Outro bom conselho oferecido e que muitos leitores, na época, afirmaram que adotariam, é anotar tudo que for experimentado. Pode ser num caderno destinado para isto ou nos modelos de Ficha de Degustação sugeridos. O importante é termos uma informação valiosa que possa ser recuperada naquele momento de indecisão: Qual era aquele vinho que gostei?
Se nossas anotações forem consistentes, vamos obter o tipo de vinho (varietal ou corte), quais as uvas, safra, país, região, produtor e até mesmo em que situação foi adquirido e consumido. Isto vale ouro!

José Paulo Gils, nosso experiente consultor, lembra: “Qualquer que seja o produto, você pode comprar um de boa qualidade sem ser conhecedor do assunto.
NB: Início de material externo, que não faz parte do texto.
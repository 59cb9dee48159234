//! Example showing the pipelines' tracing output on a synthetic clip.
//!
//! Run with: cargo run -p framemark-core --example pipeline_tracing

use framemark_core::{
    payload_len, EmbeddingPipeline, ExtractionPipeline, Frame, LsbCodec, MemorySink,
    MemorySource, PipelineConfig, SecretKey, VerificationPipeline,
};
use image::{Rgb, RgbImage};
use tracing_subscriber::{fmt, EnvFilter};

const TEXT: &str = "MyWatermark";

fn clip(frames: u64) -> Vec<Frame> {
    (0..frames)
        .map(|i| {
            let image = RgbImage::from_fn(96, 64, |x, y| {
                let shift = i as u32 * 6;
                Rgb([((x + shift) * 2) as u8, (y * 3) as u8, ((x ^ y) * 4) as u8])
            });
            Frame::from_rgb_image(i, image)
        })
        .collect()
}

fn main() {
    // Per-frame events are logged at debug level
    fmt()
        .with_env_filter(EnvFilter::new("framemark_core=debug,info"))
        .with_target(true)
        .with_thread_ids(false)
        .with_file(false)
        .with_line_number(false)
        .init();

    println!("=== Framemark Pipeline Tracing Demo ===\n");

    let key = match SecretKey::new(b"demo-key".to_vec()) {
        Ok(key) => key,
        Err(e) => {
            eprintln!("Invalid key: {}", e);
            return;
        }
    };
    let config = PipelineConfig::default().with_sample_stride(4);
    println!("Config: {:?}", config);
    println!("Key: {:?}\n", key);

    let mut sink = MemorySink::new();
    let embedder = EmbeddingPipeline::new(LsbCodec, key.clone(), config.clone());
    match embedder.embed(MemorySource::new(clip(12)), &mut sink, TEXT) {
        Ok(report) => println!("\nEmbedded: {:?}\n", report),
        Err(e) => {
            eprintln!("Embedding failed: {}", e);
            return;
        }
    }

    // Tamper with one sampled frame
    let mut frames = sink.into_frames();
    let edited: Vec<u8> = frames[8].pixels().iter().map(|p| p ^ 0x40).collect();
    if let Ok(frame) = frames[8].with_pixels(edited) {
        frames[8] = frame;
    }

    let len = payload_len(TEXT.len(), config.auth_len);
    let verifier = VerificationPipeline::new(LsbCodec, key, config.clone());
    match verifier.verify(MemorySource::new(frames.clone()), len) {
        Ok(report) => println!("\nTampered frames: {:?}\n", report.indices()),
        Err(e) => eprintln!("Verification failed: {}", e),
    }

    let extractor = ExtractionPipeline::new(LsbCodec, config);
    match extractor.extract_text(MemorySource::new(frames), len) {
        Ok(Some(payload)) => println!("\nRecovered payload: {}", payload),
        Ok(None) => println!("\nNo watermark recovered"),
        Err(e) => eprintln!("Extraction failed: {}", e),
    }
}
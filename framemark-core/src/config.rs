//! Pipeline configuration.
//!
//! Both sides of the protocol read the same [`PipelineConfig`]; in particular
//! `auth_len` must match between embedding and verification. The secret key
//! is deliberately not part of it and is passed to pipeline constructors
//! separately.

use serde::{Deserialize, Serialize};

use crate::auth::{DEFAULT_AUTH_LEN, MAX_AUTH_LEN};
use crate::error::{FramemarkError, Result};

/// Default embedding strength handed to the codec.
pub const DEFAULT_STRENGTH: f32 = 0.1;

/// Default frame sampling interval for verification and extraction.
pub const DEFAULT_SAMPLE_STRIDE: u64 = 30;

/// Default number of successful extractions before majority voting stops.
pub const DEFAULT_MAX_VOTES: usize = 10;

/// Default upper bound on watermark text length in bytes.
pub const DEFAULT_MAX_TEXT_LEN: usize = 50;

/// Default number of frames processed per embedding batch.
pub const DEFAULT_BATCH_SIZE: usize = 16;

/// Settings shared by the embedding, verification and extraction pipelines.
#[derive(Debug, Clone, PartialEq, Serialize, Deserialize)]
#[serde(default)]
pub struct PipelineConfig {
    /// Embedding intensity passed through to the codec (default: 0.1)
    pub strength: f32,
    /// Auth code length in hex characters (default: 16)
    pub auth_len: usize,
    /// Inspect every `sample_stride`-th frame, starting at frame 0 (default: 30)
    pub sample_stride: u64,
    /// Stop majority voting after this many successful extractions (default: 10)
    pub max_votes: usize,
    /// Longest accepted watermark text in bytes (default: 50)
    pub max_text_len: usize,
    /// Frames per embedding batch; batches run in parallel with the
    /// `parallel` feature (default: 16)
    pub batch_size: usize,
    /// Count payloads that cannot be split as tampered (default: true)
    pub flag_malformed_payloads: bool,
}

impl Default for PipelineConfig {
    fn default() -> Self {
        Self {
            strength: DEFAULT_STRENGTH,
            auth_len: DEFAULT_AUTH_LEN,
            sample_stride: DEFAULT_SAMPLE_STRIDE,
            max_votes: DEFAULT_MAX_VOTES,
            max_text_len: DEFAULT_MAX_TEXT_LEN,
            batch_size: DEFAULT_BATCH_SIZE,
            flag_malformed_payloads: true,
        }
    }
}

impl PipelineConfig {
    /// Load configuration from environment variables.
    ///
    /// Unset or unparsable variables fall back to the defaults.
    pub fn from_env() -> Self {
        let defaults = Self::default();

        Self {
            strength: env_parse("FRAMEMARK_STRENGTH").unwrap_or(defaults.strength),
            auth_len: env_parse("FRAMEMARK_AUTH_LEN").unwrap_or(defaults.auth_len),
            sample_stride: env_parse("FRAMEMARK_SAMPLE_STRIDE").unwrap_or(defaults.sample_stride),
            max_votes: env_parse("FRAMEMARK_MAX_VOTES").unwrap_or(defaults.max_votes),
            max_text_len: env_parse("FRAMEMARK_MAX_TEXT_LEN").unwrap_or(defaults.max_text_len),
            batch_size: env_parse("FRAMEMARK_BATCH_SIZE").unwrap_or(defaults.batch_size),
            flag_malformed_payloads: std::env::var("FRAMEMARK_FLAG_MALFORMED")
                .map(|v| v.to_lowercase() != "false")
                .unwrap_or(defaults.flag_malformed_payloads),
        }
    }

    pub fn with_strength(mut self, strength: f32) -> Self {
        self.strength = strength;
        self
    }

    pub fn with_auth_len(mut self, auth_len: usize) -> Self {
        self.auth_len = auth_len;
        self
    }

    pub fn with_sample_stride(mut self, sample_stride: u64) -> Self {
        self.sample_stride = sample_stride;
        self
    }

    pub fn with_max_votes(mut self, max_votes: usize) -> Self {
        self.max_votes = max_votes;
        self
    }

    pub fn with_batch_size(mut self, batch_size: usize) -> Self {
        self.batch_size = batch_size;
        self
    }

    pub fn with_flag_malformed_payloads(mut self, flag: bool) -> Self {
        self.flag_malformed_payloads = flag;
        self
    }

    /// Reject settings no pipeline can run with.
    pub fn validate(&self) -> Result<()> {
        if !self.strength.is_finite() || self.strength <= 0.0 {
            return Err(FramemarkError::InvalidConfig(format!(
                "strength must be a positive finite number, got {}",
                self.strength
            )));
        }
        if self.auth_len == 0 || self.auth_len > MAX_AUTH_LEN {
            return Err(FramemarkError::InvalidConfig(format!(
                "auth_len must be between 1 and {MAX_AUTH_LEN}, got {}",
                self.auth_len
            )));
        }
        if self.sample_stride == 0 {
            return Err(FramemarkError::InvalidConfig(
                "sample_stride must be at least 1".into(),
            ));
        }
        if self.max_votes == 0 {
            return Err(FramemarkError::InvalidConfig(
                "max_votes must be at least 1".into(),
            ));
        }
        if self.max_text_len == 0 {
            return Err(FramemarkError::InvalidConfig(
                "max_text_len must be at least 1".into(),
            ));
        }
        if self.batch_size == 0 {
            return Err(FramemarkError::InvalidConfig(
                "batch_size must be at least 1".into(),
            ));
        }
        Ok(())
    }

    /// Whether frame `index` is inspected by verification and extraction.
    pub fn is_sampled(&self, index: u64) -> bool {
        index % self.sample_stride == 0
    }
}

fn env_parse<T: std::str::FromStr>(name: &str) -> Option<T> {
    std::env::var(name).ok().and_then(|v| v.trim().parse().ok())
}
//! Common utility functions shared across CLI commands.

use std::path::Path;

use anyhow::{bail, Context, Result};
use colored::Colorize;
use framemark_core::{payload_len, PipelineConfig, SecretKey};
use tracing::debug;

/// Environment variable holding the secret key when no key file is given.
pub const SECRET_KEY_ENV: &str = "FRAMEMARK_SECRET_KEY";

/// Load the secret key from `--key-file`, falling back to the environment.
pub fn load_key(key_file: Option<&Path>) -> Result<SecretKey> {
    if let Some(path) = key_file {
        let key = SecretKey::from_file(path)
            .with_context(|| format!("Failed to read key file: {}", path.display()))?;
        debug!(source = "file", "Loaded secret key");
        return Ok(key);
    }

    match std::env::var(SECRET_KEY_ENV) {
        Ok(value) if !value.is_empty() => {
            debug!(source = "env", "Loaded secret key");
            Ok(SecretKey::new(value.into_bytes())?)
        }
        _ => bail!("No secret key: pass --key-file or set {SECRET_KEY_ENV}"),
    }
}

/// Payload length to extract, from either the watermark text or its length.
pub fn resolve_payload_len(
    text: Option<&str>,
    text_len: Option<usize>,
    auth_len: usize,
) -> Result<usize> {
    let text_len = match (text, text_len) {
        (Some(text), _) => text.len(),
        (None, Some(len)) => len,
        (None, None) => bail!("Invalid argument: pass --text or --text-len"),
    };
    if text_len == 0 {
        bail!("Invalid argument: watermark text length must be at least 1");
    }
    Ok(payload_len(text_len, auth_len))
}

/// Environment configuration with command-line overrides applied.
pub fn build_config(
    auth_len: Option<usize>,
    sample_stride: Option<u64>,
    apply: impl FnOnce(PipelineConfig) -> PipelineConfig,
) -> Result<PipelineConfig> {
    let mut config = PipelineConfig::from_env();
    if let Some(auth_len) = auth_len {
        config = config.with_auth_len(auth_len);
    }
    if let Some(stride) = sample_stride {
        config = config.with_sample_stride(stride);
    }
    let config = apply(config);
    config
        .validate()
        .map_err(|e| anyhow::anyhow!("Invalid argument: {e}"))?;
    debug!(?config, "Resolved pipeline configuration");
    Ok(config)
}

/// Print a framed status banner, green for `ok` and red otherwise.
pub fn print_banner(label: &str, ok: bool) {
    let border = "═".repeat(40);
    let lines = [
        format!("╔{border}╗"),
        format!("║{label:^40}║"),
        format!("╚{border}╝"),
    ];

    println!();
    for (i, line) in lines.iter().enumerate() {
        let styled = if ok { line.green() } else { line.red() };
        if i == 1 {
            println!("{}", styled.bold());
        } else {
            println!("{}", styled);
        }
    }
    println!();
}
//! Info command implementation.

use std::path::PathBuf;

use anyhow::{Context, Result};
use colored::Colorize;
use framemark_core::frame::probe;
use framemark_core::PipelineConfig;

/// Execute the info command.
pub fn execute(input: PathBuf, json: bool) -> Result<()> {
    let info = probe(&input)
        .with_context(|| format!("Failed to read frames: {}", input.display()))?;
    let config = PipelineConfig::from_env();

    // One payload bit per pixel in the LSB codec.
    let capacity = info.width as usize * info.height as usize / 8;
    let max_text = capacity
        .saturating_sub(1 + config.auth_len)
        .min(config.max_text_len);
    let sampled = info.frame_count.div_ceil(config.sample_stride.max(1) as usize);

    if json {
        let json = serde_json::json!({
            "frame_count": info.frame_count,
            "width": info.width,
            "height": info.height,
            "payload_capacity": capacity,
            "max_text_len": max_text,
            "sampled_frames": sampled,
        });
        let json = serde_json::to_string_pretty(&json).context("Failed to serialize info")?;
        println!("{json}");
        return Ok(());
    }

    println!();
    println!("   {} {}", "Sequence:".dimmed(), input.display());
    println!("   {} {}", "Frames:".dimmed(), info.frame_count);
    println!("   {} {}x{}", "Dimensions:".dimmed(), info.width, info.height);
    println!("   {} {} bytes", "Payload capacity:".dimmed(), capacity);
    println!("   {} {} bytes", "Longest watermark:".dimmed(), max_text);
    println!(
        "   {} {} (every {} frames)",
        "Frames verified:".dimmed(),
        sampled,
        config.sample_stride
    );

    Ok(())
}
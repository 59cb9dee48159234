//! Embed command implementation.

use std::io::{IsTerminal, Write};
use std::path::{Path, PathBuf};

use anyhow::{Context, Result};
use colored::Colorize;
use framemark_core::frame::probe;
use framemark_core::{
    payload_len, EmbeddingPipeline, ImageSequenceSink, ImageSequenceSource, LsbCodec,
};
use tracing::{info, warn};

use crate::utils::{build_config, load_key};

pub struct EmbedArgs {
    pub input: PathBuf,
    pub output: PathBuf,
    pub text: String,
    pub strength: Option<f32>,
    pub auth_len: Option<usize>,
    pub batch_size: Option<usize>,
    pub key_file: Option<PathBuf>,
}

/// Execute the embed command.
pub fn execute(args: EmbedArgs, quiet: bool) -> Result<()> {
    let key = load_key(args.key_file.as_deref())?;
    let config = build_config(args.auth_len, None, |mut config| {
        if let Some(strength) = args.strength {
            config = config.with_strength(strength);
        }
        if let Some(batch_size) = args.batch_size {
            config = config.with_batch_size(batch_size);
        }
        config
    })?;

    // The sink clears earlier frame_*.png output before writing.
    if same_directory(&args.input, &args.output) {
        anyhow::bail!("Invalid argument: output directory must differ from the input directory");
    }

    let total = probe(&args.input)
        .with_context(|| format!("Failed to read frames: {}", args.input.display()))?
        .frame_count;
    info!(input = %args.input.display(), frames = total, "Embedding watermark");

    let mut pipeline = EmbeddingPipeline::new(LsbCodec, key, config.clone());
    if !quiet && std::io::stderr().is_terminal() {
        pipeline = pipeline.on_progress(move |written| {
            eprint!("\r   Embedding frame {written}/{total}");
            let _ = std::io::stderr().flush();
        });
    }

    let mut sink = ImageSequenceSink::new(&args.output);
    let report = pipeline
        .embed(ImageSequenceSource::new(&args.input), &mut sink, &args.text)
        .context("Embedding failed")?;

    for skipped in &report.skipped {
        warn!(frame = skipped.index, reason = %skipped.reason, "Frame copied without watermark");
    }

    if !quiet {
        if std::io::stderr().is_terminal() {
            eprintln!();
        }
        println!();
        println!("{}", "Watermark embedded".green().bold());
        println!();
        println!("   {} {}", "Output:".dimmed(), args.output.display());
        println!(
            "   {} {}/{}",
            "Frames watermarked:".dimmed(),
            report.frames_watermarked,
            report.frames_written
        );
        println!(
            "   {} {} ({} auth code chars)",
            "Payload length:".dimmed(),
            payload_len(args.text.len(), config.auth_len),
            config.auth_len
        );
        if !report.skipped.is_empty() {
            println!(
                "   {} {}",
                "Copied unmarked:".dimmed(),
                report
                    .skipped
                    .iter()
                    .map(|s| s.index.to_string())
                    .collect::<Vec<_>>()
                    .join(", ")
                    .yellow()
            );
        }
    }

    Ok(())
}

fn same_directory(a: &Path, b: &Path) -> bool {
    match (a.canonicalize(), b.canonicalize()) {
        (Ok(a), Ok(b)) => a == b,
        _ => false,
    }
}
Isto vale para os vinhos”.

Sugere, ainda, simples regrinhas que são brilhantes:
1 – Procurem vinhos em lojas especializadas, pois sempre haverá um funcionário preparado para nos dar informações corretas; (evitem supermercados)
2 – O preço é um indicativo de qualidade, mas nem sempre o mais caro é o melhor;
3 – Observem a cor do líquido na garrafa, contra a luz, se estiver âmbar pode estar oxidado, não comprem. Esta recomendação é para vinhos tintos e brancos;
4 – Comprem vinhos com menos de 4 anos, principalmente para vinhos brancos;
5 – Procurem matérias sobre vinhos em revistas, jornais e sites. Livros são boas opções também. Leiam muito;
6 – Na dúvida sobre a compra do vinho, levem só uma garrafa para conhecer.
Expandindo o nosso universo
Em outras palavras, só vamos crescer no mundo do vinho usando positivamente as anotações colhidas em nossas experiências enológicas. Este é o tal ‘universo’ do título.
Para deixar as coisas claras, vamos imaginar um cenário para um fictício 1º vinho, a partir do qual vamos expandir horizontes: o compramos, por impulso, atraídos por uma boa apresentação e preço acessível. (Caso não tenha sido assim, por favor, façam as adaptações necessárias).

Também não precisamos nos preocupar se o vinho era ruim. Neste caso ele sempre será um bom vinho e aqui começa a nossa aventura. Poderíamos, simplesmente, comprar outra garrafa idêntica. Estaremos absolutamente seguros que vamos repetir uma boa experiência, mas o que aprendemos? Nada!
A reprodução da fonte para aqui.